In December the debut album, ‘The Pretenders’ (1979) (UK no. 1, US no. 9, AUS no. 6), is released.  In England, the disc is issued by Real Records in association with WEA, but in the U.S.A. it comes out on Sire Records.  Many British new wave acts struggle to find an audience in the U.S., but The Pretenders are immediately embraced in America as well.  Having an Ohio-born vocalist may have helped them gain acceptance in the U.S.  ‘Stop Your Sobbing’, ‘Kid’ and ‘Brass In Pocket’ are all included on The Pretenders’ first – and greatest – album.  Guitarist James Honeyman-Scott co-writes the video-game instrumental ‘Space Invaders’ with bassist Pete Farndon.  Aside from the aforementioned Kinks cover, ‘Stop Your Sobbing’, and Honeyman-Scott’s co-credit on ‘Brass In Pocket’, the rest of the album is written by Chrissie Hynde.  The first side bristles with punkish energy, while side two is more expansive, stretching to the cool reggae of ‘Private Life’.  The overriding characteristic is the erotic intimacy of Chrissie Hynde’s lyrics.  Consider these examples: “I had my eye on your imperial” (‘Precious’); “The veins bulged on his…brow” (‘Up The Neck’); “I shot my mouth off and you showed me what that hole was for” (‘Tattooed Love Boys’); “Yes your marriage is a tragedy but It’s not my concern” (‘Private Life’); and “Every day, every night time I find / Mystery achievement is on my mind” (‘Mystery Achievement’).  ‘The Pretenders’ is an album ‘chockful of punky pop gems’ and ‘no-nonsense new wave rock.’
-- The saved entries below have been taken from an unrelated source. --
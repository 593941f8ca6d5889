//! Transparency: documentation completeness.

use super::keywords::MIN_DESCRIPTION_CHARS;
use super::rules::Rule;
use super::{EvaluationContext, Evaluator, RecommendationBlocks};
use crate::model::profile::DEFAULT_VERSION;
use crate::model::{Principle, RemediationEffort, Severity, SystemProfile};

#[derive(Debug, Clone, Copy, Default)]
pub struct TransparencyEvaluator;

fn brief_description(p: &SystemProfile, _: &EvaluationContext) -> bool {
    p.description.chars().count() < MIN_DESCRIPTION_CHARS
}

fn no_architecture(p: &SystemProfile, _: &EvaluationContext) -> bool {
    p.architecture().is_none()
}

fn no_training_data(p: &SystemProfile, _: &EvaluationContext) -> bool {
    p.training_data().is_none()
}

fn data_types_incomplete(p: &SystemProfile, _: &EvaluationContext) -> bool {
    p.input_data_types.is_empty() || p.output_data_types.is_empty()
}

fn no_use_cases(p: &SystemProfile, _: &EvaluationContext) -> bool {
    p.use_cases.is_empty()
}

fn no_prohibited_uses(p: &SystemProfile, _: &EvaluationContext) -> bool {
    p.prohibited_uses.is_empty()
}

fn default_version(p: &SystemProfile, _: &EvaluationContext) -> bool {
    p.version == DEFAULT_VERSION
}

static RULES: &[Rule] = &[
    Rule::new(
        "001",
        "documentation",
        Severity::Medium,
        0.10,
        RemediationEffort::Low,
        "System description is too brief for adequate understanding",
        "Provide detailed system description including purpose, functionality, and scope",
        brief_description,
    )
    .weakness("Insufficient system documentation")
    .strength(|_| Some("Adequate system description provided".to_string())),
    Rule::new(
        "002",
        "documentation",
        Severity::Medium,
        0.15,
        RemediationEffort::Medium,
        "Model architecture not documented",
        "Document model architecture for technical transparency and auditability",
        no_architecture,
    )
    .weakness("Missing model architecture documentation")
    .strength(|p| {
        p.architecture()
            .map(|arch| format!("Model architecture documented: {arch}"))
    }),
    Rule::new(
        "003",
        "documentation",
        Severity::High,
        0.20,
        RemediationEffort::Medium,
        "Training data sources not documented",
        "Create data sheet documenting training data sources, collection methods, and limitations",
        no_training_data,
    )
    .weakness("No training data documentation")
    .strength(|_| Some("Training data sources documented".to_string())),
    Rule::new(
        "004",
        "documentation",
        Severity::Medium,
        0.10,
        RemediationEffort::Low,
        "Input and/or output data types not specified",
        "Document all input and output data types for operational transparency",
        data_types_incomplete,
    )
    .strength(|p| {
        Some(format!(
            "Data types documented: {} inputs, {} outputs",
            p.input_data_types.len(),
            p.output_data_types.len()
        ))
    }),
    Rule::new(
        "005",
        "documentation",
        Severity::Low,
        0.05,
        RemediationEffort::Low,
        "Specific use cases not documented",
        "Document intended use cases to clarify system purpose and appropriate use",
        no_use_cases,
    )
    .strength(|p| Some(format!("{} use cases documented", p.use_cases.len()))),
    Rule::new(
        "006",
        "documentation",
        Severity::Medium,
        0.10,
        RemediationEffort::Low,
        "Prohibited uses not specified",
        "Define and document prohibited uses to prevent misuse",
        no_prohibited_uses,
    )
    .weakness("No prohibited uses documented")
    .strength(|p| {
        Some(format!(
            "{} prohibited uses documented",
            p.prohibited_uses.len()
        ))
    }),
    Rule::new(
        "007",
        "auditability",
        Severity::Low,
        0.05,
        RemediationEffort::Low,
        "Version appears to be default - verify version tracking is in place",
        "Implement semantic versioning with change documentation",
        default_version,
    ),
];

const BLOCKS: RecommendationBlocks = RecommendationBlocks {
    below_0_7: &[
        "Create comprehensive Model Card following Google/Hugging Face template",
        "Implement user-facing explanation interface for AI decisions",
        "Develop Data Sheet for training datasets",
        "Establish clear AI disclosure policy for affected stakeholders",
    ],
    below_0_5: &[
        "Conduct transparency gap assessment with stakeholder input",
        "Implement explainability tools (SHAP, LIME) for model interpretation",
        "Create tiered explanation system for different audience levels",
    ],
};

impl Evaluator for TransparencyEvaluator {
    fn principle(&self) -> Principle {
        Principle::Transparency
    }

    fn name(&self) -> &'static str {
        "TransparencyEvaluator"
    }

    fn rules(&self) -> &'static [Rule] {
        RULES
    }

    fn confidence(&self) -> f64 {
        0.80
    }

    fn methodology(&self) -> &'static str {
        "Documentation analysis + completeness checks"
    }

    fn recommendation_blocks(&self) -> RecommendationBlocks {
        BLOCKS
    }

    fn advisory_focus(&self) -> &'static [&'static str] {
        &[
            "Model documentation (model cards)",
            "Data documentation (data sheets)",
            "Decision explainability",
            "User-facing disclosures",
            "Audit trail completeness",
        ]
    }
}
While touring America in 1980 Chrissie Hynde meets Ray Davies of The Kinks, the author of ‘Stop Your Sobbing’.  He transitions from being one of her idols to being her lover in June 1980, as Chrissie breaks up with Pete Farndon.  Ray Davies is still married at that time so the love affair leads to Chrissie being cited in the 1980 divorce proceedings of Davies.

‘Talk Of The Town’ (UK no. 8, AUS no. 55) is released as a single in 1980.  James Honeyman-Scott’s guitar chords slowly fade like a painted watercolour.  Chrissie Hynde serves up perhaps her most affected French-accented vocal: “I made a ‘weesh’ / I said it out loud.”

More forthright is ‘Message Of Love’ (UK no. 11, AUS no. 16) in 1981.  This track features guitars riffing in unison and pounding drums.  “Now the reason we’re here / As man and woman / Is to love each other / Take care of each other,” Chrissie Hynde preaches, going on to name drop French sex symbol Bridgette Bardot.  She also quotes famed British author Oscar Wilde: “We are all of us in the gutter / But some of us are looking at the stars” (from Wilde’s stage play ‘Lady Windemere’s Fan’ (1893)).

On 30 March 1981 the ‘Extended Play’ EP (US no. 27) is released for the U.S. market only.  The five tracks on the ‘mini-album’ are: ‘Message Of Love’, ‘Talk Of The Town’, two Hynde/Honeyman-Scott collaborations, ‘Porcelain’ and ‘Cuban Slide’, and a live recording of ‘Precious’.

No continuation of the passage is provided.